こちら → https://youtu.be/vqYbehIzLw0

(※ コマーシャルはスキップするか、×で消してください)

 夢を抱き、思索を楽しみ、世界を新鮮な目で見つめることに、ゴダールは喜びを覚えてきました。いってみれば、知を求める人間ならではの楽園です。ところが、そうした楽園を人々はいつのまにか、失いつつあります。

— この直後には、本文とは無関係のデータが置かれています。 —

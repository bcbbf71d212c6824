//! Error types for the syncra listener engine.

use thiserror::Error;

/// Result type alias using syncra's Error type.
pub type Result<T> = std::result::Result<T, Error>;

/// Core error type for syncra operations.
#[derive(Error, Debug)]
pub enum Error {
    /// Document store operation failed.
    #[error("Store error: {0}")]
    Store(String),

    /// Resource not found.
    #[error("Not found: {0}")]
    NotFound(String),

    /// Listener record not found.
    #[error("Listener not found: {0}")]
    ListenerNotFound(uuid::Uuid),

    /// Listener registration violates its contract (missing collection, job name).
    #[error("Invalid listener: {0}")]
    InvalidListener(String),

    /// Change-feed subscription failed or was dropped.
    #[error("Subscription error: {0}")]
    Subscription(String),

    /// Job submission to the external scheduler failed.
    #[error("Scheduler error: {0}")]
    Scheduler(String),

    /// Serialization/deserialization error.
    #[error("Serialization error: {0}")]
    Serialization(String),

    /// Configuration error.
    #[error("Configuration error: {0}")]
    Config(String),

    /// Internal error.
    #[error("Internal error: {0}")]
    Internal(String),

    /// File I/O operation failed.
    #[error("I/O error: {0}")]
    Io(#[from] std::io::Error),
}

impl From<serde_json::Error> for Error {
    fn from(e: serde_json::Error) -> Self {
        Error::Serialization(e.to_string())
    }
}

 挙句の果ては、さまざまな形態の戦争を受け入れざるを得ない状況に追い詰められていくのではないかとゴダールは恐れたのでしょう。夢から出発したはずの心的衝動が、やがては、世界のダークサイトに到達せざるをえなくなることへの強い危機感が、この作品から感じられるのです。

 ゴダールがこの映画を製作した背後にあるのは、おそらく、創作活動を支える知の基盤が崩壊しつつあることへの不安なのでしょう。あるいは、人間味を失いつつある現代社会に対する危機感ともいえるでしょう。

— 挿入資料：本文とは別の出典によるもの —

//! Lease acquisition poller.
//!
//! On a fixed interval, scans all active listeners with no lease or a stale
//! one and attempts to claim them, starting a change-feed watcher on
//! success. This is how work rebalances across instances after a crash: a
//! dead instance's leases go stale and are picked up by a live one within
//! one polling interval plus the staleness threshold.

use std::sync::Arc;

use tokio::sync::mpsc;
use tokio::time::interval;
use tracing::{debug, warn};

use crate::engine::{EngineContext, EngineEvent};
use crate::processor::ProcessRequest;
use crate::watcher::{start_watcher, WatcherSet};

pub(crate) async fn run_acquisition_loop(
    ctx: Arc<EngineContext>,
    set: Arc<WatcherSet>,
    tx: mpsc::Sender<ProcessRequest>,
) {
    let mut ticker = interval(ctx.config.acquire_interval);
    ticker.set_missed_tick_behavior(tokio::time::MissedTickBehavior::Delay);
    loop {
        tokio::select! {
            _ = ctx.cancel.cancelled() => {
                debug!("acquisition poller stopped");
                return;
            }
            _ = ticker.tick() => acquisition_pass(&ctx, &set, &tx).await,
        }
    }
}

async fn acquisition_pass(
    ctx: &Arc<EngineContext>,
    set: &Arc<WatcherSet>,
    tx: &mpsc::Sender<ProcessRequest>,
) {
    let claimable = match ctx
        .listeners
        .list_claimable(ctx.locks.owner_id(), ctx.config.stale_threshold)
        .await
    {
        Ok(claimable) => claimable,
        Err(e) => {
            warn!(error = %e, "claimable listener scan failed");
            return;
        }
    };

    for listener in claimable {
        // Already watching it locally (e.g. a watcher mid-restart).
        if set.contains(listener.id) {
            continue;
        }
        if ctx.locks.acquire(listener.id).await {
            ctx.emit(EngineEvent::LeaseAcquired {
                listener_id: listener.id,
            });
            start_watcher(ctx, set, listener, tx.clone());
        }
    }
}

 そういえば、『カイエ・デュ・シネマ』が、ゴダールの死を悼み、「ジャン=リュック・ゴダールが死んだ」という一文から始まる長い追悼文を公開していました。

 『カイエ・デュ・シネマ』は、ゴダールが若いころ、フランソワ・トリュフォーやエリック・ロメールらと共に、映画批評を書いていた、ヌーヴェルヴァーグを代表する映画批評誌です。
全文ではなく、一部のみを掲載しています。